Bild von Alexa auf Pixabay

Was war geschehen?

Am Abend des 11. Februar, ein Samstag, schmiert Marco Goecke, Ballettchef der Staatsoper Hannover, einer FAZ-Feuilletonistin Hundekot ins Gesicht, weil ihm deren Kritiken nicht gefallen. Im Anschluss fegen Empörungswellen durch die Sozialen Netzwerke und die Kommentarspalten der Zeitungen, sodass der Tanzdirektor keine 48 Stunden später vom Dienst suspendiert wird und sich entschuldigen muss.

Harsche Kritik ./. sensible Künstlerseele

Nun ist Hundekot im Gesicht eine ziemlich eklige Angelegenheit – jeder, der nach einer durchzechten Nacht (wie bspw. der Schreiber dieser Zeilen) schon mal in einer öffentlichen Parkanlage 5 Zentimeter von einem Hundehaufen entfernt aufgewacht ist, kann das bestätigen –; aber auch ne Menge Kritiken sind ziemlich eklig formuliert.
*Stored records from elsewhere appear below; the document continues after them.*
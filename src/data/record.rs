//! Patient records: the strict typed form and the name-keyed encoder input.

use super::category::{CategoricalValue, Frequency, Gender, Transport, YesNo};
use super::schema::{self, FeatureKind};
use crate::error::{PipelineError, Result};
use serde::{Deserialize, Serialize};
use std::collections::BTreeMap;

/// A single attribute value as seen by the encoder.
#[derive(Debug, Clone, PartialEq, Serialize, Deserialize)]
#[serde(untagged)]
pub enum FeatureValue {
    /// Numeric value; `NaN` marks a missing or malformed cell.
    Number(f32),
    /// Canonical categorical token (or a normalized unknown spelling).
    Category(String),
}

/// Name-keyed attribute map consumed by the feature encoder.
///
/// Keys are canonical attribute names, so insertion order never affects
/// the encoded vector.
///
/// ```
/// use obesity_pipeline::data::FeatureRow;
///
/// let a = FeatureRow::from_pairs([("age", "23"), ("gender", "Female")]);
/// let b = FeatureRow::from_pairs([("gender", "female"), ("age", "23.0")]);
/// assert_eq!(a, b);
/// assert!(FeatureRow::from_pairs([("age", "n/a")]).number("age").is_nan());
/// ```
#[derive(Debug, Clone, Default, PartialEq, Serialize, Deserialize)]
pub struct FeatureRow {
    values: BTreeMap<String, FeatureValue>,
}

impl FeatureRow {
    /// Creates an empty row.
    #[must_use]
    pub fn new() -> Self {
        Self::default()
    }

    /// Inserts a numeric attribute.
    pub fn set_number(&mut self, name: &str, value: f32) {
        self.values
            .insert(name.to_string(), FeatureValue::Number(value));
    }

    /// Inserts a categorical attribute; the caller supplies the canonical token.
    pub fn set_category(&mut self, name: &str, token: impl Into<String>) {
        self.values
            .insert(name.to_string(), FeatureValue::Category(token.into()));
    }

    /// Parses one raw `(name, text)` cell according to the schema.
    ///
    /// Numeric text that fails to parse becomes `NaN`; categorical text is
    /// normalized by the attribute's domain. Names outside the schema are
    /// kept as lower-cased category tokens and ignored by the encoder.
    pub fn set_raw(&mut self, name: &str, raw: &str) {
        let spec =
            schema::resolve(name).or_else(|| schema::feature(&schema::normalize_key(name)));
        let key = spec.map_or_else(|| schema::normalize_key(name), |f| f.name.to_string());
        match spec.map(|f| f.kind) {
            Some(FeatureKind::Numeric) => {
                let value = parse_numeric(raw).unwrap_or_else(|| {
                    log::warn!("malformed numeric value {raw:?} for '{key}', treating as missing");
                    f32::NAN
                });
                self.set_number(&key, value);
            }
            Some(FeatureKind::Categorical(domain)) => {
                let token = domain.normalize(raw);
                self.set_category(&key, token);
            }
            None => self.set_category(&key, schema::normalize_key(raw)),
        }
    }

    /// Builds a row from raw text cells.
    pub fn from_pairs<'a, I>(pairs: I) -> Self
    where
        I: IntoIterator<Item = (&'a str, &'a str)>,
    {
        let mut row = Self::new();
        for (name, raw) in pairs {
            row.set_raw(name, raw);
        }
        row
    }

    /// Builds a row from a JSON object of named fields.
    ///
    /// Numbers may be JSON numbers or strings; anything else in a numeric
    /// slot is treated as missing.
    ///
    /// # Errors
    ///
    /// Returns an error if `value` is not a JSON object.
    pub fn from_json(value: &serde_json::Value) -> Result<Self> {
        let object = value
            .as_object()
            .ok_or_else(|| PipelineError::Other("inference request must be a JSON object".into()))?;
        let mut row = Self::new();
        for (name, field) in object {
            match field {
                serde_json::Value::Number(n) => {
                    row.set_raw(name, &n.to_string());
                }
                serde_json::Value::String(s) => row.set_raw(name, s),
                serde_json::Value::Bool(b) => row.set_raw(name, if *b { "yes" } else { "no" }),
                other => row.set_raw(name, &other.to_string()),
            }
        }
        Ok(row)
    }

    /// Looks up an attribute.
    #[must_use]
    pub fn get(&self, name: &str) -> Option<&FeatureValue> {
        self.values.get(name)
    }

    /// Numeric attribute, `NaN` when absent or categorical.
    #[must_use]
    pub fn number(&self, name: &str) -> f32 {
        match self.values.get(name) {
            Some(FeatureValue::Number(v)) => *v,
            _ => f32::NAN,
        }
    }

    /// Categorical token, `None` when absent or numeric.
    #[must_use]
    pub fn category(&self, name: &str) -> Option<&str> {
        match self.values.get(name) {
            Some(FeatureValue::Category(token)) => Some(token.as_str()),
            _ => None,
        }
    }

    /// Number of attributes present.
    #[must_use]
    pub fn len(&self) -> usize {
        self.values.len()
    }

    /// Returns true if no attribute is present.
    #[must_use]
    pub fn is_empty(&self) -> bool {
        self.values.is_empty()
    }

    /// Iterates attributes in name order.
    pub fn iter(&self) -> impl Iterator<Item = (&str, &FeatureValue)> {
        self.values.iter().map(|(k, v)| (k.as_str(), v))
    }

    /// Body mass index from `weight` and `height`, `NaN` if either is missing.
    #[must_use]
    pub fn bmi(&self) -> f32 {
        crate::clinical::bmi(self.number("weight"), self.number("height"))
    }
}

/// Parses a numeric cell, accepting `,` as decimal separator.
#[must_use]
pub fn parse_numeric(raw: &str) -> Option<f32> {
    let trimmed = raw.trim();
    if trimmed.is_empty() {
        return None;
    }
    let value: f32 = trimmed.replace(',', ".").parse().ok()?;
    value.is_finite().then_some(value)
}

/// One fully specified patient, validated at the boundary.
///
/// Field names match the canonical attribute names, so the JSON form of
/// this struct is also a valid inference request.
#[derive(Debug, Clone, PartialEq, Serialize, Deserialize)]
pub struct PatientRecord {
    /// Gender
    pub gender: Gender,
    /// Age in years
    pub age: f32,
    /// Height in meters
    pub height: f32,
    /// Weight in kilograms
    pub weight: f32,
    /// Family history of overweight
    pub family_history: YesNo,
    /// Frequent consumption of high-caloric food
    pub favc: YesNo,
    /// Vegetable consumption frequency (0-3)
    pub fcvc: f32,
    /// Number of main meals (1-4)
    pub ncp: f32,
    /// Eating between meals
    pub caec: Frequency,
    /// Smoker
    pub smoke: YesNo,
    /// Daily water intake in liters (1-3)
    pub ch2o: f32,
    /// Calorie monitoring
    pub scc: YesNo,
    /// Physical activity frequency (0-3)
    pub faf: f32,
    /// Daily screen time (0-3)
    pub tue: f32,
    /// Alcohol consumption
    pub calc: Frequency,
    /// Primary transportation
    pub transport: Transport,
}

/// Plausible range per numeric attribute.
const NUMERIC_BOUNDS: [(&str, f32, f32); 8] = [
    ("age", 0.0, 120.0),
    ("height", 1.0, 2.5),
    ("weight", 20.0, 300.0),
    ("fcvc", 0.0, 3.0),
    ("ncp", 1.0, 4.0),
    ("ch2o", 0.0, 3.0),
    ("faf", 0.0, 3.0),
    ("tue", 0.0, 3.0),
];

impl PatientRecord {
    /// Checks every numeric field against its plausible range.
    ///
    /// Age must be strictly positive.
    ///
    /// # Errors
    ///
    /// Returns [`PipelineError::InvalidRecord`] naming the first offending field.
    pub fn validate(&self) -> Result<()> {
        for (name, lo, hi) in NUMERIC_BOUNDS {
            let value = self.numeric(name);
            let ok = value.is_finite()
                && value <= hi
                && if name == "age" { value > lo } else { value >= lo };
            if !ok {
                return Err(PipelineError::InvalidRecord {
                    field: name.to_string(),
                    reason: format!("= {value} outside plausible range [{lo}, {hi}]"),
                });
            }
        }
        Ok(())
    }

    fn numeric(&self, name: &str) -> f32 {
        match name {
            "age" => self.age,
            "height" => self.height,
            "weight" => self.weight,
            "fcvc" => self.fcvc,
            "ncp" => self.ncp,
            "ch2o" => self.ch2o,
            "faf" => self.faf,
            "tue" => self.tue,
            _ => f32::NAN,
        }
    }

    /// Converts to the name-keyed encoder input.
    #[must_use]
    pub fn to_row(&self) -> FeatureRow {
        let mut row = FeatureRow::new();
        for name in schema::NUMERIC_FEATURES {
            row.set_number(name, self.numeric(name));
        }
        row.set_category("gender", self.gender.token());
        row.set_category("family_history", self.family_history.token());
        row.set_category("favc", self.favc.token());
        row.set_category("caec", self.caec.token());
        row.set_category("smoke", self.smoke.token());
        row.set_category("scc", self.scc.token());
        row.set_category("calc", self.calc.token());
        row.set_category("transport", self.transport.token());
        row
    }

    /// Body mass index.
    #[must_use]
    pub fn bmi(&self) -> f32 {
        crate::clinical::bmi(self.weight, self.height)
    }
}

impl TryFrom<&FeatureRow> for PatientRecord {
    type Error = PipelineError;

    /// Strict conversion: every attribute must be present and in-domain.
    fn try_from(row: &FeatureRow) -> Result<Self> {
        fn cat<T: CategoricalValue>(row: &FeatureRow, name: &str) -> Result<T> {
            let token = row.category(name).ok_or_else(|| PipelineError::InvalidRecord {
                field: name.to_string(),
                reason: "is missing".to_string(),
            })?;
            T::parse(token).ok_or_else(|| PipelineError::InvalidRecord {
                field: name.to_string(),
                reason: format!("has unknown value {token:?}"),
            })
        }
        fn num(row: &FeatureRow, name: &str) -> Result<f32> {
            let value = row.number(name);
            if value.is_nan() {
                return Err(PipelineError::InvalidRecord {
                    field: name.to_string(),
                    reason: "is missing or not a number".to_string(),
                });
            }
            Ok(value)
        }

        let record = Self {
            gender: cat(row, "gender")?,
            age: num(row, "age")?,
            height: num(row, "height")?,
            weight: num(row, "weight")?,
            family_history: cat(row, "family_history")?,
            favc: cat(row, "favc")?,
            fcvc: num(row, "fcvc")?,
            ncp: num(row, "ncp")?,
            caec: cat(row, "caec")?,
            smoke: cat(row, "smoke")?,
            ch2o: num(row, "ch2o")?,
            scc: cat(row, "scc")?,
            faf: num(row, "faf")?,
            tue: num(row, "tue")?,
            calc: cat(row, "calc")?,
            transport: cat(row, "transport")?,
        };
        record.validate()?;
        Ok(record)
    }
}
Würden schlechte Kritiken Geruch ausströmen, kämen sie dem von frischen Hundehaufen recht nahe.

Dass miese Kritiken einen teils verheerenden Einfluss auf sensible Künstlerseelen haben, weiß jeder. Ich weiß es, Sie wissen es, jeder vierte Facebook-Poster weiß es und selbstverständlich sollten es auch die professionellen Kritiker wissen. Statistisch nicht erhoben, aber keinesfalls vernachlässigbar wird die Zahl der Künstler sein, die sich nach einem Verriss zu Tode saufen, oder – falls das nicht gelingt – morgens 5 Zentimeter entfernt von einem Hundehaufen aufwachen oder freiwillig Hundekot schlucken, um Buße zu tun für ihre von der Kritik zerfetzten Werke.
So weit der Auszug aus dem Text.